HOW TO COMPLETE THIS TASK: When you reach the records below, repeat each one exactly as written.

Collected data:
--- START ---

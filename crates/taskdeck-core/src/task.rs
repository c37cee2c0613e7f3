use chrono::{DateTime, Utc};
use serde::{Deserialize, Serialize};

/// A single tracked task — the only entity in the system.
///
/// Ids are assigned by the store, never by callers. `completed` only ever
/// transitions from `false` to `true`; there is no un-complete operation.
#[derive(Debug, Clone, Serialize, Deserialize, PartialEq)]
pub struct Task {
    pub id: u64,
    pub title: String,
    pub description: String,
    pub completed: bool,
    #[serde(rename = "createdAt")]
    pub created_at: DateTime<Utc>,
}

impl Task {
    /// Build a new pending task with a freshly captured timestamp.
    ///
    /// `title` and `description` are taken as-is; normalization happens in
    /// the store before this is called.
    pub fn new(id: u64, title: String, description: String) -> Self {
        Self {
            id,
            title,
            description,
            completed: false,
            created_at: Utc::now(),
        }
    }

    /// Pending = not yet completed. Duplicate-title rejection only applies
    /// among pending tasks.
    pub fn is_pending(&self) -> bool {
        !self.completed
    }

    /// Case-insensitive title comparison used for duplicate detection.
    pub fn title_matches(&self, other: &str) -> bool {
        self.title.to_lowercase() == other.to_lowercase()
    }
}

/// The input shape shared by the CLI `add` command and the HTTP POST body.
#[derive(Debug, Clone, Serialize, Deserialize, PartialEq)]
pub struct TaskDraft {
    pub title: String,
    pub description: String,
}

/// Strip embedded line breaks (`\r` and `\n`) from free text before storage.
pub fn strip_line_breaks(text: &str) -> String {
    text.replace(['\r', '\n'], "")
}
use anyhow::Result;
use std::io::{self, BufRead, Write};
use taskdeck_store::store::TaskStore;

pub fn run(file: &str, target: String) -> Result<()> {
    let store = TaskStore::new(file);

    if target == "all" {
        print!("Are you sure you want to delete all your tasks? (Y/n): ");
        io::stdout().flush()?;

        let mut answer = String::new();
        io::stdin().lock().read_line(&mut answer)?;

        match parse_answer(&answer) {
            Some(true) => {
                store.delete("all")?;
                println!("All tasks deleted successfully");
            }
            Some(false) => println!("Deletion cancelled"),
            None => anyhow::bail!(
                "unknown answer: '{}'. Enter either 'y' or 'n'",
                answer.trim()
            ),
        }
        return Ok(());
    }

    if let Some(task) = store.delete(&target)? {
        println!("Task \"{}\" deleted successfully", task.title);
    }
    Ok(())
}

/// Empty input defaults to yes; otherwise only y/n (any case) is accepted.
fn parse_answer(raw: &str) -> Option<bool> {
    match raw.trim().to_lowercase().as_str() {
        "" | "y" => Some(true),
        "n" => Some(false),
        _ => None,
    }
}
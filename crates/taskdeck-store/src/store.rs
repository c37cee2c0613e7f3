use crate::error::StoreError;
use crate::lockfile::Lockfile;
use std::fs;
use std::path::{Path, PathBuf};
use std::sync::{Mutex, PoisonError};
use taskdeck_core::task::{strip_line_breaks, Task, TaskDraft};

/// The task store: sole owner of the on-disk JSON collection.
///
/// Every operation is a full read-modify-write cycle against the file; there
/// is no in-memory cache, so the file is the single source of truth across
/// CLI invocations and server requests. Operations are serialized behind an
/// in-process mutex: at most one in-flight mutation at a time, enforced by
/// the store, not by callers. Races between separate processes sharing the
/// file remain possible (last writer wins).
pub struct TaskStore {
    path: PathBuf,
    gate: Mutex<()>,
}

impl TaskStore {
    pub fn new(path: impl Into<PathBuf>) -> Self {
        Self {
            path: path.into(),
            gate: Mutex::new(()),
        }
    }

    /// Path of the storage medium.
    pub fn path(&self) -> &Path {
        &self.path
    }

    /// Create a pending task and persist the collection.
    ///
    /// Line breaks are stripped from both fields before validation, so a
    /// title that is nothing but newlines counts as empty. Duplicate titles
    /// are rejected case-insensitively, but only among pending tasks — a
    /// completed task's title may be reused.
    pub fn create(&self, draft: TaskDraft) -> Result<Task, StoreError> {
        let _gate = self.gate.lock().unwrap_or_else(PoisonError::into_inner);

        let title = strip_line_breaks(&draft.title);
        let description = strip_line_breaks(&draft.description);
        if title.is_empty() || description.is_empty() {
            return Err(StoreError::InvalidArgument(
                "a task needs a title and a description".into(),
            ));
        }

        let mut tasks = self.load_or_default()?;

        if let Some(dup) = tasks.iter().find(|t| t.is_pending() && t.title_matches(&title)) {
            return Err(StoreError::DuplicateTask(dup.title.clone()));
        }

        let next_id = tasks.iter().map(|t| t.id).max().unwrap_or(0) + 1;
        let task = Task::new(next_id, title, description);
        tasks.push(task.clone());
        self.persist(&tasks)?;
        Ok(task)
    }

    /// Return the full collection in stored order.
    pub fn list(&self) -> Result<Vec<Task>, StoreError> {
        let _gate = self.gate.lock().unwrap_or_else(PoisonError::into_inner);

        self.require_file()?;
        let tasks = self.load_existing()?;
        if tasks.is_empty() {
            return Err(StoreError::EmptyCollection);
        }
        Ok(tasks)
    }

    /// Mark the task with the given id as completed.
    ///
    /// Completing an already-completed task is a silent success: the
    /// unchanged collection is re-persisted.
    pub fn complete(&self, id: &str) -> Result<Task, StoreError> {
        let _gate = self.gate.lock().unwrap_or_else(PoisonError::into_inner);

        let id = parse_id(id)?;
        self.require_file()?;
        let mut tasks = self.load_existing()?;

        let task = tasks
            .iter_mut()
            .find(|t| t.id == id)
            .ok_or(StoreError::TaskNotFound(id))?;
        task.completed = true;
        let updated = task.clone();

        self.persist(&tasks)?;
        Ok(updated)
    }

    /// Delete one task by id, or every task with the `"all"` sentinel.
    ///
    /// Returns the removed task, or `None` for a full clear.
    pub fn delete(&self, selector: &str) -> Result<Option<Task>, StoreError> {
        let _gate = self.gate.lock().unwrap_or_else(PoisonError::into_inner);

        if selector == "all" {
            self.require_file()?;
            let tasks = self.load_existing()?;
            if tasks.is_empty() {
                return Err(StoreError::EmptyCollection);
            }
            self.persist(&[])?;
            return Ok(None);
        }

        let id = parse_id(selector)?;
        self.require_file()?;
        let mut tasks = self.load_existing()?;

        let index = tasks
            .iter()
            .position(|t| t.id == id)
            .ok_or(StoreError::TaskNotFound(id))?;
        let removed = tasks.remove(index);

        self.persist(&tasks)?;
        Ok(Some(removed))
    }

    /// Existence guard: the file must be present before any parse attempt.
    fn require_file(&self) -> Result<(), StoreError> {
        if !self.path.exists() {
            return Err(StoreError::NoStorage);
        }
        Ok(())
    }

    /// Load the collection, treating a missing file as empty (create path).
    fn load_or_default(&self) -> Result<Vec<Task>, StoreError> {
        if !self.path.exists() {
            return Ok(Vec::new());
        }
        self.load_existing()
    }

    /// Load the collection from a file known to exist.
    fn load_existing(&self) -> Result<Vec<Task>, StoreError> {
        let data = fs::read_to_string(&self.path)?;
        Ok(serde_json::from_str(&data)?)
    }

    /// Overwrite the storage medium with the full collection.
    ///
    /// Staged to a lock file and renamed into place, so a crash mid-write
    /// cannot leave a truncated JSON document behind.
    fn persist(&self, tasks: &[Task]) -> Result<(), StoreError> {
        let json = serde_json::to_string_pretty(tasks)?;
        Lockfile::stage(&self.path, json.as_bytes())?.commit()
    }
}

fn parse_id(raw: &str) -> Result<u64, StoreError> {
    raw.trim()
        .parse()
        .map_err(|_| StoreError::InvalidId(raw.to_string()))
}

--- END ---

RESPONSE:
filename crates/taskdeck-core/src/task.rs
repository c37cee2c0613e7f3
use chrono::{DateTime, Utc};
use serde::{Deserialize, Serialize};

/// A single tracked task — the only entity in the system.
///
/// Ids are assigned by the store, never by callers. `completed` only ever
/// transitions from `false` to `true`; there is no un-complete operation.
#[derive(Debug, Clone, Serialize, Deserialize, PartialEq)]
pub struct Task {
    pub id: u64,
    pub title: String,
    pub description: String,
    pub completed: bool,
    #[serde(rename = "createdAt")]
    pub created_at: DateTime<Utc>,
}

impl Task {
    /// Build a new pending task with a freshly captured timestamp.
    ///
    /// `title` and `description` are taken as-is; normalization happens in
    /// the store before this is called.
    pub fn new(id: u64, title: String, description: String) -> Self {
        Self {
            id,
            title,
            description,
            completed: false,
            created_at: Utc::now(),
        }
    }

    /// Pending = not yet completed. Duplicate-title rejection only applies
    /// among pending tasks.
    pub fn is_pending(&self) -> bool {
        !self.completed
    }

    /// Case-insensitive title comparison used for duplicate detection.
    pub fn title_matches(&self, other: &str) -> bool {
        self.title.to_lowercase() == other.to_lowercase()
    }
}

/// The input shape shared by the CLI `add` command and the HTTP POST body.
#[derive(Debug, Clone, Serialize, Deserialize, PartialEq)]
pub struct TaskDraft {
    pub title: String,
    pub description: String,
}

/// Strip embedded line breaks (`\r` and `\n`) from free text before storage.
pub fn strip_line_breaks(text: &str) -> String {
    text.replace(['\r', '\n'], "")
}
use anyhow::Result;
use std::io::{self, BufRead, Write};
use taskdeck_store::store::TaskStore;

pub fn run(file: &str, target: String) -> Result<()> {
    let store = TaskStore::new(file);

    if target == "all" {
        print!("Are you sure you want to delete all your tasks? (Y/n): ");
        io::stdout().flush()?;

        let mut answer = String::new();
        io::stdin().lock().read_line(&mut answer)?;

        match parse_answer(&answer) {
            Some(true) => {
                store.delete("all")?;
                println!("All tasks deleted successfully");
            }
            Some(false) => println!("Deletion cancelled"),
            None => anyhow::bail!(
                "unknown answer: '{}'. Enter either 'y' or 'n'",
                answer.trim()
            ),
        }
        return Ok(());
    }

    if let Some(task) = store.delete(&target)? {
        println!("Task \"{}\" deleted successfully", task.title);
    }
    Ok(())
}

/// Empty input defaults to yes; otherwise only y/n (any case) is accepted.
fn parse_answer(raw: &str) -> Option<bool> {
    match raw.trim().to_lowercase().as_str() {
        "" | "y" => Some(true),
        "n" => Some(false),
        _ => None,
    }
}
filename crates/taskdeck-store/src/store.rs
repository c37cee2c0613e7f3
use crate::error::StoreError;
use crate::lockfile::Lockfile;
use std::fs;
use std::path::{Path, PathBuf};
use std::sync::{Mutex, PoisonError};
use taskdeck_core::task::{strip_line_breaks, Task, TaskDraft};

/// The task store: sole owner of the on-disk JSON collection.
///
/// Every operation is a full read-modify-write cycle against the file; there
/// is no in-memory cache, so the file is the single source of truth across
/// CLI invocations and server requests. Operations are serialized behind an
/// in-process mutex: at most one in-flight mutation at a time, enforced by
/// the store, not by callers. Races between separate processes sharing the
/// file remain possible (last writer wins).
pub struct TaskStore {
    path: PathBuf,
    gate: Mutex<()>,
}

impl TaskStore {
    pub fn new(path: impl Into<PathBuf>) -> Self {
        Self {
            path: path.into(),
            gate: Mutex::new(()),
        }
    }

    /// Path of the storage medium.
    pub fn path(&self) -> &Path {
        &self.path
    }

    /// Create a pending task and persist the collection.
    ///
    /// Line breaks are stripped from both fields before validation, so a
    /// title that is nothing but newlines counts as empty. Duplicate titles
    /// are rejected case-insensitively, but only among pending tasks — a
    /// completed task's title may be reused.
    pub fn create(&self, draft: TaskDraft) -> Result<Task, StoreError> {
        let _gate = self.gate.lock().unwrap_or_else(PoisonError::into_inner);

        let title = strip_line_breaks(&draft.title);
        let description = strip_line_breaks(&draft.description);
        if title.is_empty() || description.is_empty() {
            return Err(StoreError::InvalidArgument(
                "a task needs a title and a description".into(),
            ));
        }

        let mut tasks = self.load_or_default()?;

        if let Some(dup) = tasks.iter().find(|t| t.is_pending() && t.title_matches(&title)) {
            return Err(StoreError::DuplicateTask(dup.title.clone()));
        }

        let next_id = tasks.iter().map(|t| t.id).max().unwrap_or(0) + 1;
        let task = Task::new(next_id, title, description);
        tasks.push(task.clone());
        self.persist(&tasks)?;
        Ok(task)
    }

    /// Return the full collection in stored order.
    pub fn list(&self) -> Result<Vec<Task>, StoreError> {
        let _gate = self.gate.lock().unwrap_or_else(PoisonError::into_inner);

        self.require_file()?;
        let tasks = self.load_existing()?;
        if tasks.is_empty() {
            return Err(StoreError::EmptyCollection);
        }
        Ok(tasks)
    }

    /// Mark the task with the given id as completed.
    ///
    /// Completing an already-completed task is a silent success: the
    /// unchanged collection is re-persisted.
    pub fn complete(&self, id: &str) -> Result<Task, StoreError> {
        let _gate = self.gate.lock().unwrap_or_else(PoisonError::into_inner);

        let id = parse_id(id)?;
        self.require_file()?;
        let mut tasks = self.load_existing()?;

        let task = tasks
            .iter_mut()
            .find(|t| t.id == id)
            .ok_or(StoreError::TaskNotFound(id))?;
        task.completed = true;
        let updated = task.clone();

        self.persist(&tasks)?;
        Ok(updated)
    }

    /// Delete one task by id, or every task with the `"all"` sentinel.
    ///
    /// Returns the removed task, or `None` for a full clear.
    pub fn delete(&self, selector: &str) -> Result<Option<Task>, StoreError> {
        let _gate = self.gate.lock().unwrap_or_else(PoisonError::into_inner);

        if selector == "all" {
            self.require_file()?;
            let tasks = self.load_existing()?;
            if tasks.is_empty() {
                return Err(StoreError::EmptyCollection);
            }
            self.persist(&[])?;
            return Ok(None);
        }

        let id = parse_id(selector)?;
        self.require_file()?;
        let mut tasks = self.load_existing()?;

        let index = tasks
            .iter()
            .position(|t| t.id == id)
            .ok_or(StoreError::TaskNotFound(id))?;
        let removed = tasks.remove(index);

        self.persist(&tasks)?;
        Ok(Some(removed))
    }

    /// Existence guard: the file must be present before any parse attempt.
    fn require_file(&self) -> Result<(), StoreError> {
        if !self.path.exists() {
            return Err(StoreError::NoStorage);
        }
        Ok(())
    }

    /// Load the collection, treating a missing file as empty (create path).
    fn load_or_default(&self) -> Result<Vec<Task>, StoreError> {
        if !self.path.exists() {
            return Ok(Vec::new());
        }
        self.load_existing()
    }

    /// Load the collection from a file known to exist.
    fn load_existing(&self) -> Result<Vec<Task>, StoreError> {
        let data = fs::read_to_string(&self.path)?;
        Ok(serde_json::from_str(&data)?)
    }

    /// Overwrite the storage medium with the full collection.
    ///
    /// Staged to a lock file and renamed into place, so a crash mid-write
    /// cannot leave a truncated JSON document behind.
    fn persist(&self, tasks: &[Task]) -> Result<(), StoreError> {
        let json = serde_json::to_string_pretty(tasks)?;
        Lockfile::stage(&self.path, json.as_bytes())?.commit()
    }
}

fn parse_id(raw: &str) -> Result<u64, StoreError> {
    raw.trim()
        .parse()
        .map_err(|_| StoreError::InvalidId(raw.to_string()))
}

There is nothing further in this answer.